# PROMPT
Scan the data below for lines containing the string "pair" and give only how many there are.
*** Opening of RECORDS PROVIDED ***
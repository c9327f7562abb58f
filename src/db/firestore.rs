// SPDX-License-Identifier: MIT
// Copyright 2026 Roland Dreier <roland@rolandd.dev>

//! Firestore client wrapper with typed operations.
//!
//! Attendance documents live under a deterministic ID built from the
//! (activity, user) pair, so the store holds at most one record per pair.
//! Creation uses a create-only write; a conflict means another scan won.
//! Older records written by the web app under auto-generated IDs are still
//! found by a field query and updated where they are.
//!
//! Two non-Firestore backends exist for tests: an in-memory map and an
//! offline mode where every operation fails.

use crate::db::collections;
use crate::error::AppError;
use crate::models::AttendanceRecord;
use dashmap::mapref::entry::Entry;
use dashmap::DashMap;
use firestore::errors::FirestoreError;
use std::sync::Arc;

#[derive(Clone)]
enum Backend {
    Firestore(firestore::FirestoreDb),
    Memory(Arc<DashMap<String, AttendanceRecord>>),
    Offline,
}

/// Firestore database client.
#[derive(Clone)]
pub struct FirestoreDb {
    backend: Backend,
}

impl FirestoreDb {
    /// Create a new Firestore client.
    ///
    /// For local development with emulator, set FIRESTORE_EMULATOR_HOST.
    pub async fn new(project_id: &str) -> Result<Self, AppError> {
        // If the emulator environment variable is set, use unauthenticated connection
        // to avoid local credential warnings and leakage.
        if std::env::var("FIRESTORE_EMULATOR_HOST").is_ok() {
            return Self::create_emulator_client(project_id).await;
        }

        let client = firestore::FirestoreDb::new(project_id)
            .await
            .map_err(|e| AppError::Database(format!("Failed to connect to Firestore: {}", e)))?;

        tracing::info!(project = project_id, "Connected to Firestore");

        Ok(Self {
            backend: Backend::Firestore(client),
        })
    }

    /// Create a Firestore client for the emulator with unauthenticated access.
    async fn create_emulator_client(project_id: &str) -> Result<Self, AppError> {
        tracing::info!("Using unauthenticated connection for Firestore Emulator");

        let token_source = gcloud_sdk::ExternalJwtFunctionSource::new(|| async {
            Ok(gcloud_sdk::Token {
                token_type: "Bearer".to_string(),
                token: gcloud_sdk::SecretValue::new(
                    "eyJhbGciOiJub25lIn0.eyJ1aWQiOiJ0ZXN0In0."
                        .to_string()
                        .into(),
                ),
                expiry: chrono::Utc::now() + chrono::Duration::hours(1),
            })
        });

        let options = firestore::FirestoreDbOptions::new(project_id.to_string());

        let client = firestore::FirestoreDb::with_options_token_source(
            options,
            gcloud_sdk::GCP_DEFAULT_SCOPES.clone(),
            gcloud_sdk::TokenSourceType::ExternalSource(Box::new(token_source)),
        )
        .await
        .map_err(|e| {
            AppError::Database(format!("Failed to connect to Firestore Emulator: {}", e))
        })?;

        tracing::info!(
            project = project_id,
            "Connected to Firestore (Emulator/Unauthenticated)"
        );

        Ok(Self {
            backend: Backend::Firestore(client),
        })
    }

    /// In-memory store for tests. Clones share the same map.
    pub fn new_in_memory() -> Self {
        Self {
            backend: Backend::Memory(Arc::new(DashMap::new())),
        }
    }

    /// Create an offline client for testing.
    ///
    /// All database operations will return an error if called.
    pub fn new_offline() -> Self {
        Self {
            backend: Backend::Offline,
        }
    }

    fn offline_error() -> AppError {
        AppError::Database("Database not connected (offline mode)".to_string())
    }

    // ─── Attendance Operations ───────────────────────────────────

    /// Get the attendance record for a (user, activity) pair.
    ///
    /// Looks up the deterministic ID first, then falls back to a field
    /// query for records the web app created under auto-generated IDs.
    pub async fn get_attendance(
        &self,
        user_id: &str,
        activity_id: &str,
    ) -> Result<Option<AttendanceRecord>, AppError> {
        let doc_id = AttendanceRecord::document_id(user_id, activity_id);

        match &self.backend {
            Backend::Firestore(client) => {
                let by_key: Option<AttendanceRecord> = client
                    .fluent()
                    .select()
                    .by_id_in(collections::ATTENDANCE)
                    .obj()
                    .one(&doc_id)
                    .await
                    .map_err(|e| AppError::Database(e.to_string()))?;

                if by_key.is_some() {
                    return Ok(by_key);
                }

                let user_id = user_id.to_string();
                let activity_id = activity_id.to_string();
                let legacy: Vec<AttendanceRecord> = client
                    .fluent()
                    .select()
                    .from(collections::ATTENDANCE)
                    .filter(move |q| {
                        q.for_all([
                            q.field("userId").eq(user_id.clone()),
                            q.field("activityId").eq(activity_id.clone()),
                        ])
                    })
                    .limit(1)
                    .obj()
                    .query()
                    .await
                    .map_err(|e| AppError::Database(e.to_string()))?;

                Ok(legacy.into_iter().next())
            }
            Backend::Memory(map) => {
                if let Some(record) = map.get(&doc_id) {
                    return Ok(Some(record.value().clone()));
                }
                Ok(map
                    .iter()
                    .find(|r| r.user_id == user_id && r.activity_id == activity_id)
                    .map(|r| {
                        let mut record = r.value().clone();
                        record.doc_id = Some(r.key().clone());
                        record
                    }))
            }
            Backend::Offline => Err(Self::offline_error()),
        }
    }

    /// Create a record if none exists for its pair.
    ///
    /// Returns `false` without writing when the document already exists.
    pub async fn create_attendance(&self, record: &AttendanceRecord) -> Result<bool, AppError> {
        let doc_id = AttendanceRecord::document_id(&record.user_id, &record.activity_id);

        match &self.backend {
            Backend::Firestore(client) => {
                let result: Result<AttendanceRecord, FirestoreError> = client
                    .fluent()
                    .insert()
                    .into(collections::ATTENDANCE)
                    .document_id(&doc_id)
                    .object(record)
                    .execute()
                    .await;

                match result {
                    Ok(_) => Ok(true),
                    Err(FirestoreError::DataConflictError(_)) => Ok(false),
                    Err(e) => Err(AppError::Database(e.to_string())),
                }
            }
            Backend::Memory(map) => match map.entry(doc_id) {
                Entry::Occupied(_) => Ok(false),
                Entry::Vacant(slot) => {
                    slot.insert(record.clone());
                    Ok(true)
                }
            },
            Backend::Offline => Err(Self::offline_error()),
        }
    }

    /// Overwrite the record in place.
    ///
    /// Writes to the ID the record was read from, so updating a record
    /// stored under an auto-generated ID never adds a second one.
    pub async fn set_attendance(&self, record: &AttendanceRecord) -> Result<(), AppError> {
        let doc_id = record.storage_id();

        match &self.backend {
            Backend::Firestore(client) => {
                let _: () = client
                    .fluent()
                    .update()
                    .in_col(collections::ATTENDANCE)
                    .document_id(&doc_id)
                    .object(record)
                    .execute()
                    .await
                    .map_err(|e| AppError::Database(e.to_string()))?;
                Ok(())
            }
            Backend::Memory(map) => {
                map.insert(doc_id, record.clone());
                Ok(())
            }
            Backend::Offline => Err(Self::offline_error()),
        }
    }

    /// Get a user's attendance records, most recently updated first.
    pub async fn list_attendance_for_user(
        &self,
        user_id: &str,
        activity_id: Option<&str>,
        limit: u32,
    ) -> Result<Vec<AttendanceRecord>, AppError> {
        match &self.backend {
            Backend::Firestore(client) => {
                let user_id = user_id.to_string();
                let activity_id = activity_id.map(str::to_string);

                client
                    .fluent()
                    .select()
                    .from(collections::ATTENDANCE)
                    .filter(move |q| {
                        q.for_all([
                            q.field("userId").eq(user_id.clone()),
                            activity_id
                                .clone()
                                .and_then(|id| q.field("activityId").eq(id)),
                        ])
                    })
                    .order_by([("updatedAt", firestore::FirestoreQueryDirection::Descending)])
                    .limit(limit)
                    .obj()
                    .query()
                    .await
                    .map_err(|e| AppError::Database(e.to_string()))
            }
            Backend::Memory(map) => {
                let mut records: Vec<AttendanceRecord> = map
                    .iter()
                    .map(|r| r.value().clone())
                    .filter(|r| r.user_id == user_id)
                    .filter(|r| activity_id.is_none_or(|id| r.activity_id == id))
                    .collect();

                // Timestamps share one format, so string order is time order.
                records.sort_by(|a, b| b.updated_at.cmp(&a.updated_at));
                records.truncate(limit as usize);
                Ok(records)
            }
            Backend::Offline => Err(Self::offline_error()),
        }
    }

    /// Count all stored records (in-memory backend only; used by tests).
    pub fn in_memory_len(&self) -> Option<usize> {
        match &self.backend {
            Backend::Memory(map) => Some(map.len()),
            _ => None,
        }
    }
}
*** Close of RECORDS PROVIDED ***
# ANSWER
3